Fear Strikes Wall Street, Should You Be Afraid?

When we are looking at the high points in the market, the word that gets thrown around is "euphoria". Euphoric investors buy too high, hang on thinking there is no ceiling, and are consummate bulls. On the flip side, when the markets are trailing lower, we look for "despondency", or when all hopes seem lost. It feels like we are getting pretty close, but inflation data needs to settle and tick down, economic strength needs to sustain, and unemployment needs to remain low (aka – staying away from stagflation). This is why interest rates and the Fed talk have been hyper-relevant.

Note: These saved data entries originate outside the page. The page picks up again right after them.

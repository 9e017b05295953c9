//! Pipeline domain model

use crate::core::{
    composition::Composition,
    state::{ExecutionStatus, PipelineState, StepState},
    step::Step,
};
use std::collections::{HashMap, HashSet};

/// A runnable graph of steps
#[derive(Debug, Clone)]
pub struct Pipeline {
    /// Pipeline name
    pub name: String,

    /// Pipeline steps
    pub steps: HashMap<String, Step>,

    /// Execution state
    pub state: PipelineState,

    /// Step execution order (topological sort)
    execution_order: Vec<String>,
}

impl Pipeline {
    /// Create a pipeline from a composition
    pub fn from_composition(name: impl Into<String>, composition: &Composition) -> Self {
        Self::from_steps(name, composition.lower().into_iter().map(Step::from))
    }

    /// Create a pipeline running the given tasks one after another
    pub fn from_tasks<S: AsRef<str>>(name: impl Into<String>, tasks: &[S]) -> Self {
        Self::from_composition(name, &Composition::series_of(tasks))
    }

    pub fn from_steps(name: impl Into<String>, steps: impl IntoIterator<Item = Step>) -> Self {
        let steps: HashMap<String, Step> = steps
            .into_iter()
            .map(|step| (step.id.clone(), step))
            .collect();

        let execution_order = Self::topological_sort(&steps);

        Pipeline {
            name: name.into(),
            steps,
            state: PipelineState::new(),
            execution_order,
        }
    }

    /// Get a step by ID
    pub fn step(&self, id: &str) -> Option<&Step> {
        self.steps.get(id)
    }

    /// Get a mutable step by ID
    pub fn step_mut(&mut self, id: &str) -> Option<&mut Step> {
        self.steps.get_mut(id)
    }

    fn completed_ids(&self) -> HashSet<&str> {
        self.steps
            .values()
            .filter(|s| s.state.is_completed())
            .map(|s| s.id.as_str())
            .collect()
    }

    /// Get steps ready to execute (dependencies completed), in execution order
    pub fn ready_steps(&self) -> Vec<&Step> {
        let completed = self.completed_ids();

        self.execution_order
            .iter()
            .filter_map(|id| self.steps.get(id))
            .filter(|s| matches!(s.state, StepState::Pending) && s.dependencies_met(&completed))
            .collect()
    }

    /// Get all currently running steps
    pub fn running_steps(&self) -> Vec<&Step> {
        self.steps
            .values()
            .filter(|s| matches!(s.state, StepState::Running { .. }))
            .collect()
    }

    /// Check if pipeline is complete
    pub fn is_complete(&self) -> bool {
        self.steps.values().all(|s| s.state.is_terminal())
    }

    /// Check if pipeline has failed
    pub fn has_failed(&self) -> bool {
        self.state.status == ExecutionStatus::Failed
    }

    /// Steps that ended in failure
    pub fn failed_steps(&self) -> Vec<&Step> {
        self.execution_order
            .iter()
            .filter_map(|id| self.steps.get(id))
            .filter(|s| s.state.is_failed())
            .collect()
    }

    /// Every step that depends, directly or transitively, on `step_id`
    pub fn dependents_of(&self, step_id: &str) -> Vec<String> {
        let mut found: Vec<String> = Vec::new();
        let mut frontier = vec![step_id.to_string()];

        while let Some(current) = frontier.pop() {
            for id in &self.execution_order {
                let Some(step) = self.steps.get(id) else {
                    continue;
                };
                if step.dependencies.contains(&current) && !found.contains(id) {
                    found.push(id.clone());
                    frontier.push(id.clone());
                }
            }
        }

        found
    }

    /// Get execution order (topological sort)
    pub fn execution_order(&self) -> &[String] {
        &self.execution_order
    }

    /// Recount step states into the pipeline state
    pub fn update_counts(&mut self) {
        let mut completed = 0;
        let mut failed = 0;
        let mut skipped = 0;
        for step in self.steps.values() {
            match step.state {
                StepState::Completed { .. } => completed += 1,
                StepState::Failed { .. } => failed += 1,
                StepState::Skipped { .. } => skipped += 1,
                _ => {}
            }
        }
        self.state.total_steps = self.steps.len();
        self.state.completed_steps = completed;
        self.state.failed_steps = failed;
        self.state.skipped_steps = skipped;
    }

    /// Calculate topological sort of steps based on dependencies
    fn topological_sort(steps: &HashMap<String, Step>) -> Vec<String> {
        let mut result = Vec::new();
        let mut visited = HashSet::new();

        // Sort for deterministic order
        let mut step_ids: Vec<_> = steps.keys().cloned().collect();
        step_ids.sort();

        for step_id in step_ids {
            Self::visit(&step_id, steps, &mut visited, &mut result);
        }

        result
    }

    fn visit(
        step_id: &str,
        steps: &HashMap<String, Step>,
        visited: &mut HashSet<String>,
        result: &mut Vec<String>,
    ) {
        if !visited.insert(step_id.to_string()) {
            return;
        }

        if let Some(step) = steps.get(step_id) {
            for dep in &step.dependencies {
                Self::visit(dep, steps, visited, result);
            }
            result.push(step_id.to_string());
        }
    }
}

#[cfg(test)]
mod tests {
    use super::*;
    use crate::tasks::TaskReport;
    use chrono::Utc;

    fn position(order: &[String], id: &str) -> usize {
        order.iter().position(|x| x == id).unwrap()
    }

    fn complete(pipeline: &mut Pipeline, id: &str) {
        pipeline.step_mut(id).unwrap().state = StepState::Completed {
            report: TaskReport::default(),
            started_at: Utc::now(),
            completed_at: Utc::now(),
        };
    }

    #[test]
    fn test_topological_sort() {
        let graphs = Composition::default_graphs();
        let pipeline = Pipeline::from_composition("build", &graphs["build"]);

        let order = pipeline.execution_order();
        assert_eq!(order.len(), 10);
        assert_eq!(order[0], "clean");
        assert!(position(order, "copy") < position(order, "copy-images"));
        assert!(position(order, "copy-images") < position(order, "optimize-images"));
        for id in ["styles", "html", "scripts", "svg", "sprite", "webp"] {
            assert!(position(order, "optimize-images") < position(order, id));
        }
    }

    #[test]
    fn test_ready_steps() {
        let mut pipeline = Pipeline::from_tasks("test", &["clean", "copy"]);

        let ready = pipeline.ready_steps();
        assert_eq!(ready.len(), 1);
        assert_eq!(ready[0].id, "clean");

        complete(&mut pipeline, "clean");

        let ready = pipeline.ready_steps();
        assert_eq!(ready.len(), 1);
        assert_eq!(ready[0].id, "copy");
    }

    #[test]
    fn test_parallel_branches_ready_together() {
        let graphs = Composition::default_graphs();
        let pipeline = Pipeline::from_composition("assets", &graphs["assets"]);
        assert_eq!(pipeline.ready_steps().len(), 6);
    }

    #[test]
    fn test_dependents_are_transitive() {
        let graphs = Composition::default_graphs();
        let pipeline = Pipeline::from_composition("build", &graphs["build"]);

        let dependents = pipeline.dependents_of("copy-images");
        assert_eq!(dependents.len(), 7);
        assert!(dependents.contains(&"optimize-images".to_string()));
        assert!(dependents.contains(&"sprite".to_string()));
        assert!(!dependents.contains(&"copy".to_string()));

        assert!(pipeline.dependents_of("webp").is_empty());
    }

    #[test]
    fn test_update_counts() {
        let mut pipeline = Pipeline::from_tasks("test", &["clean", "copy", "html"]);
        complete(&mut pipeline, "clean");
        pipeline.step_mut("copy").unwrap().state = StepState::Failed {
            error: "boom".to_string(),
            started_at: Utc::now(),
            failed_at: Utc::now(),
        };
        pipeline.step_mut("html").unwrap().state = StepState::Skipped {
            reason: "dependency failed".to_string(),
        };

        pipeline.update_counts();
        assert_eq!(pipeline.state.total_steps, 3);
        assert_eq!(pipeline.state.completed_steps, 1);
        assert_eq!(pipeline.state.failed_steps, 1);
        assert_eq!(pipeline.state.skipped_steps, 1);
        assert!(pipeline.is_complete());
        assert_eq!(pipeline.failed_steps()[0].id, "copy");
    }
}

We don’t know how long this will last, but let’s take a common-sense step back. The further we look out, the more positive our outlook is even with this short-term misery we are feeling. We are through the pandemic, unemployment is low, corporate profits are still strong, technology has made things cheaper, and global supply chains can only get better. With all of that, it’s not unfair to be concerned right now. The concern is rational, but the selling in the market has become irrational. Additionally, we have to remember we are coming off of a hot market from last year and this is normal, as uncomfortable as it feels. It feels like there are few places to "hide" with bonds and stocks both feeling the pains of the market, which feels a bit like despondency to me.

Spring is here, warm weather is returning to the Northeast, and good times are ahead. These are usually times when the emotional lose money, and the steadfast make money. Let’s stay steadfast as uncomfortable, or despondent, as it may feel.